Our i3 uses Samsung battery cells, so this claim by a major player might be more credible than many.

Toyota is making claims about a solid-state battery cell that would likely leapfrog Samsung's graphene battery cell if it pans out. Tesla/Panasonic is continually improving its L:i-ion battery cells as well without leaping to a radical new technology.

Meanwhile, 3 years after our i3 was manufactured, Samsung commercialized a Li-ion cell that is 50% more energy-dense by volume than the cells in our i3 and which BMW uses in 2017 i3's. By the end of this year, Samsung will have commercialized a Li-ion cell that is again 50% more energy-dense by volume, or twice as energy-dense by volume as the cells in our i3 only 5 years after it was produced.

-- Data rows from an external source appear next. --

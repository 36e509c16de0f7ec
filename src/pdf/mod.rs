//! PDF layer
//!
//! Field detection runs against the [`FormBackend`] capability. PDFium is the
//! production backend; [`MemoryBackend`] describes forms as JSON.

mod detect;
mod document;
mod memory;
mod pdfium;

pub use detect::{
    detect_form_fields, detect_in_document, field_id_for, form_summary, normalize_label_text,
    truncate_chars, Field, LABEL_RADIUS, LABEL_SEPARATOR,
};
pub use document::{
    open_document, EditValue, FieldType, FormBackend, FormDocument, Rect, Widget,
    CHECKBOX_TRUTHY,
};
pub use memory::{MemoryBackend, MemoryForm, MemoryPage, MemoryText, MemoryWidget};
pub use pdfium::PdfiumBackend;
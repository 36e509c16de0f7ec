//! PDF Form Filling MCP Server Library
//!
//! This crate fills PDF forms through a small tool surface driven by an agent:
//! - `pdf`: field detection over a pluggable document backend
//! - `session`: staged edits, commits, and a durable session store
//! - `tools`: the seven form-filling tools
//! - `agent`: turn runner streaming progress events
//! - `server`: MCP server exposing the tools over stdio

pub mod agent;
pub mod config;
pub mod error;
pub mod pdf;
pub mod server;
pub mod session;
pub mod source;
pub mod tools;

pub use agent::{
    DecisionMaker, ScriptStep, ScriptedDecisionMaker, ToolInvoker, TurnEvent, TurnRequest,
    TurnRunner,
};
pub use config::ServerConfig;
pub use error::{Error, Result};
pub use server::{run_server, run_server_with_config, FormServer};
pub use session::{Session, SessionStore};
pub use tools::ToolContext;
//! Error types for PDF Form MCP Server

use thiserror::Error;

/// Result type alias for PDF Form MCP Server
pub type Result<T> = std::result::Result<T, Error>;

/// Error types for PDF Form MCP Server
#[derive(Error, Debug)]
pub enum Error {
    /// PDF file not found
    #[error("PDF not found: {path}")]
    PdfNotFound { path: String },

    /// Document could not be opened as a PDF
    #[error("Invalid PDF file: {reason}")]
    InvalidPdf { reason: String },

    /// PDF is password protected
    #[error("PDF is password protected")]
    PasswordRequired,

    /// Field id is not part of the session's current detection
    #[error("Field not found: {field_id}")]
    FieldNotFound { field_id: String },

    /// No live widget matches the page and native name
    #[error("Widget not found on page {page}: {name}")]
    WidgetNotFound { page: u32, name: String },

    /// Widget exists but refused the value
    #[error("Failed to set {name}: {reason}")]
    WidgetWrite { name: String, reason: String },

    /// A field tool was called before load_pdf
    #[error("No PDF loaded")]
    NoDocumentLoaded,

    /// Session id is not registered
    #[error("Session not found: {session_id}")]
    SessionNotFound { session_id: String },

    /// Session id cannot be used as a storage key
    #[error("Invalid session id: {session_id}")]
    InvalidSessionId { session_id: String },

    /// Page out of bounds
    #[error("Page {page} out of bounds (total: {total})")]
    PageOutOfBounds { page: u32, total: u32 },

    /// Base64 decode error
    #[error("Invalid base64 data: {0}")]
    Base64Decode(#[from] base64::DecodeError),

    /// IO error
    #[error("IO error: {0}")]
    Io(#[from] std::io::Error),

    /// PDFium error
    #[error("PDFium error: {reason}")]
    Pdfium { reason: String },

    /// Serialization error
    #[error("Serialization error: {0}")]
    Serialization(#[from] serde_json::Error),

    /// SQLite error
    #[error("Database error: {0}")]
    Database(#[from] rusqlite::Error),

    /// Tool arguments did not match the tool's schema
    #[error("Invalid arguments for {tool}: {reason}")]
    InvalidArguments { tool: String, reason: String },

    /// Tool name outside the catalog
    #[error("Unknown tool: {name}")]
    UnknownTool { name: String },

    /// The decision-maker failed or was unavailable for a turn
    #[error("Agent error: {reason}")]
    DecisionMaker { reason: String },

    /// Durable store schema could not be brought up to date
    #[error("Migration failed: {reason}")]
    Migration { reason: String },

    /// Blocking task failed to complete
    #[error("Task join error: {reason}")]
    TaskJoin { reason: String },

    /// Path access denied (outside allowed resource directories)
    #[error("Path access denied: {path}")]
    PathAccessDenied { path: String },
}

impl Error {
    /// Return a sanitized error message safe to send to clients.
    /// Internal details (paths, library errors) are omitted.
    /// Full details should be logged via tracing before calling this.
    pub fn client_message(&self) -> String {
        match self {
            Error::PdfNotFound { .. } => "PDF not found".to_string(),
            Error::InvalidPdf { .. } => "Invalid PDF file".to_string(),
            Error::PasswordRequired => "PDF is password protected".to_string(),
            Error::FieldNotFound { field_id } => format!("Field not found: {}", field_id),
            Error::WidgetNotFound { name, .. } => format!("Widget not found: {}", name),
            Error::WidgetWrite { name, reason } => format!("Failed to set {}: {}", name, reason),
            Error::NoDocumentLoaded => "No PDF loaded. Call load_pdf first.".to_string(),
            Error::SessionNotFound { session_id } => {
                format!("Session not found: {}", session_id)
            }
            Error::InvalidSessionId { .. } => "Invalid session id".to_string(),
            Error::PageOutOfBounds { page, total } => {
                format!("Page {} out of bounds (total: {})", page, total)
            }
            Error::Base64Decode(_) => "Invalid base64 data".to_string(),
            Error::Io(_) => "I/O error".to_string(),
            Error::Pdfium { .. } => "PDF processing error".to_string(),
            Error::Serialization(_) => "Serialization error".to_string(),
            Error::Database(_) => "Session storage error".to_string(),
            Error::InvalidArguments { tool, reason } => {
                format!("Invalid arguments for {}: {}", tool, reason)
            }
            Error::UnknownTool { name } => format!("Unknown tool: {}", name),
            Error::DecisionMaker { reason } => format!("Agent error: {}", reason),
            Error::Migration { .. } => "Session storage error".to_string(),
            Error::TaskJoin { .. } => "Internal task failure".to_string(),
            Error::PathAccessDenied { .. } => "Access denied".to_string(),
        }
    }

    /// Input errors are reported to the caller and never retried.
    pub fn is_input_error(&self) -> bool {
        matches!(
            self,
            Error::PdfNotFound { .. }
                | Error::InvalidPdf { .. }
                | Error::PasswordRequired
                | Error::FieldNotFound { .. }
                | Error::InvalidSessionId { .. }
                | Error::InvalidArguments { .. }
                | Error::UnknownTool { .. }
                | Error::Base64Decode(_)
        )
    }

    pub(crate) fn join(err: tokio::task::JoinError) -> Self {
        Error::TaskJoin {
            reason: err.to_string(),
        }
    }
}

BMW will use that cells in the 2019 i3 which should nearly double its range compared with our i3. Apparently more improvements to current Li-ion cell technology are expected, so while claims of wonderful new cell technologies abound, actual improvements are occurring at a fairly rapid pace.

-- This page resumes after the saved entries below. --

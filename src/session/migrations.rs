use crate::error::{Error, Result};
use rusqlite::{Connection, Transaction};

const CURRENT_SCHEMA_VERSION: i32 = 1;

pub fn run_migrations(conn: &mut Connection) -> Result<()> {
    let mut version: i32 = conn.pragma_query_value(None, "user_version", |row| row.get(0))?;

    if version > CURRENT_SCHEMA_VERSION {
        return Err(Error::Migration {
            reason: format!(
                "database version ({}) is newer than supported schema ({})",
                version, CURRENT_SCHEMA_VERSION
            ),
        });
    }

    if version == CURRENT_SCHEMA_VERSION {
        return Ok(());
    }

    let tx = conn.transaction()?;

    while version < CURRENT_SCHEMA_VERSION {
        let next_version = version + 1;
        apply_migration(&tx, next_version)?;
        version = next_version;
    }

    tx.pragma_update(None, "user_version", CURRENT_SCHEMA_VERSION)?;
    tx.commit()?;

    Ok(())
}

fn apply_migration(tx: &Transaction<'_>, version: i32) -> Result<()> {
    match version {
        1 => {
            tx.execute_batch(include_str!("schemas/schema_v1.sql"))
                .map_err(|e| Error::Migration {
                    reason: format!("failed to execute schema_v1.sql: {}", e),
                })?;
            Ok(())
        }
        _ => Err(Error::Migration {
            reason: format!("no migration defined for version {}", version),
        }),
    }
}

#[cfg(test)]
mod tests {
    use super::*;

    #[test]
    fn test_migrations_are_idempotent() {
        let mut conn = Connection::open_in_memory().unwrap();
        run_migrations(&mut conn).unwrap();
        run_migrations(&mut conn).unwrap();

        let version: i32 = conn
            .pragma_query_value(None, "user_version", |row| row.get(0))
            .unwrap();
        assert_eq!(version, CURRENT_SCHEMA_VERSION);
    }

    #[test]
    fn test_newer_schema_is_rejected() {
        let mut conn = Connection::open_in_memory().unwrap();
        conn.pragma_update(None, "user_version", CURRENT_SCHEMA_VERSION + 1)
            .unwrap();
        assert!(matches!(
            run_migrations(&mut conn),
            Err(Error::Migration { .. })
        ));
    }
}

By the time our battery warranty expires in 2022, I should be able to replace the cells in our i3's battery pack with Samsung cells that would more than double our current driving range. Whether doing so makes economic sense, especially since I rarely need twice the range, remains to be seen. Because the i3 has a battery pack with replaceable modules and electronics that can adapt to greater battery pack capacity, having the option to upgrade is nice, just as Insight owners have been able to upgrade the cells in their battery packs.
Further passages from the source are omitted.